### Problem statement
When you find the word "combined" in a line of the entries, please copy the whole line.
Material for the task START
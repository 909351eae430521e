//! Noise reduction and detail enhancement.
//!
//! All three operators work on display-encoded values and use gaussian blurs
//! from `image::imageops` as their low-pass stage.

use image::imageops;
use tracing::debug;

use crate::color::{self, luminance, scale_saturation, smoothstep, WorkingImage};
use crate::config::OperatorConstants;
use crate::is_neutral;

/// Derived noise reduction settings.
#[derive(Debug, Clone, Copy, PartialEq)]
pub struct NoiseReduction {
    /// Differences below this are treated as noise and smoothed away.
    pub noise_level: f32,
    /// Higher keeps more of the original signal in smoothed regions (0 to 1).
    pub sharpness: f32,
    /// Saturation reduction applied for color noise.
    pub chroma_reduction: f32,
}

impl NoiseReduction {
    /// Settings for the given luminance and color noise amounts, or `None`
    /// when both are off.
    pub fn from_amounts(
        noise: f32,
        color_noise: f32,
        constants: &OperatorConstants,
    ) -> Option<Self> {
        let noise = noise.max(0.0);
        let color_noise = color_noise.max(0.0);
        if is_neutral(noise) && is_neutral(color_noise) {
            return None;
        }

        let combined = (noise + color_noise * constants.color_noise_weight).min(1.0);
        let noise_level = constants.noise_level_base + combined * constants.noise_level_range;
        let sharpness =
            constants.sharpness_base + (1.0 - noise.min(1.0)) * constants.sharpness_range;
        let chroma_reduction = if is_neutral(color_noise) {
            0.0
        } else {
            (color_noise * constants.color_noise_desaturation)
                .min(constants.color_noise_desaturation_max)
        };

        Some(Self {
            noise_level,
            sharpness,
            chroma_reduction,
        })
    }
}

/// Edge-aware smoothing: pixels that differ from their blurred neighborhood
/// by less than the noise level are pulled toward it.
pub fn apply_noise_reduction(
    image: &mut WorkingImage,
    noise: f32,
    color_noise: f32,
    constants: &OperatorConstants,
) {
    let Some(nr) = NoiseReduction::from_amounts(noise, color_noise, constants) else {
        return;
    };
    debug!(
        noise_level = nr.noise_level,
        sharpness = nr.sharpness,
        chroma_reduction = nr.chroma_reduction,
        "Noise reduction"
    );

    let mut encoded = color::to_encoded(image);
    let smooth = imageops::blur(&encoded, constants.noise_blur_radius);
    let smoothing = 1.0 - nr.sharpness * 0.5;
    let saturation = 1.0 - nr.chroma_reduction;

    color::map_pixels_at(&mut encoded, |x, y, rgb| {
        let blurred = smooth.get_pixel(x, y).0;
        let diff = (luminance(rgb) - luminance(blurred)).abs();
        // Full smoothing inside the noise band, none past twice its width
        let w = (1.0 - smoothstep(nr.noise_level, 2.0 * nr.noise_level, diff)) * smoothing;
        let mixed: [f32; 3] = std::array::from_fn(|i| rgb[i] + (blurred[i] - rgb[i]) * w);
        scale_saturation(mixed, saturation)
    });

    color::from_encoded(&mut encoded);
    *image = encoded;
}

/// Luminance-only sharpening: adds the high-pass of luminance to every
/// channel, which leaves hue untouched.
pub fn apply_sharpen(image: &mut WorkingImage, sharpen: f32, constants: &OperatorConstants) {
    let amount = sharpen.max(0.0) * constants.sharpen_gain;
    if is_neutral(amount) {
        return;
    }
    debug!(amount, radius = constants.sharpen_radius, "Sharpen");

    let mut encoded = color::to_encoded(image);
    let lum = color::luminance_plane(&encoded);
    let lum_blur = imageops::blur(&lum, constants.sharpen_radius);

    color::map_pixels_at(&mut encoded, |x, y, rgb| {
        let detail = lum.get_pixel(x, y).0[0] - lum_blur.get_pixel(x, y).0[0];
        rgb.map(|c| c + amount * detail)
    });

    color::from_encoded(&mut encoded);
    *image = encoded;
}

/// Unsharp mask intensity from texture and clarity.
pub fn unsharp_intensity(texture: f32, clarity: f32, constants: &OperatorConstants) -> f32 {
    texture.max(0.0) * constants.texture_gain + clarity.max(0.0) * constants.clarity_gain
}

/// Unsharp mask at the configured radius, driven by texture and clarity.
pub fn apply_unsharp_mask(
    image: &mut WorkingImage,
    texture: f32,
    clarity: f32,
    constants: &OperatorConstants,
) {
    let intensity = unsharp_intensity(texture, clarity, constants);
    if is_neutral(intensity) {
        return;
    }
    debug!(intensity, radius = constants.unsharp_radius, "Unsharp mask");

    let mut encoded = color::to_encoded(image);
    let blurred = imageops::blur(&encoded, constants.unsharp_radius);

    color::map_pixels_at(&mut encoded, |x, y, rgb| {
        let low = blurred.get_pixel(x, y).0;
        std::array::from_fn(|i| rgb[i] + intensity * (rgb[i] - low[i]))
    });

    color::from_encoded(&mut encoded);
    *image = encoded;
}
Material for the task END
### Task response
        let combined = (noise + color_noise * constants.color_noise_weight).min(1.0);
        let noise_level = constants.noise_level_base + combined * constants.noise_level_range;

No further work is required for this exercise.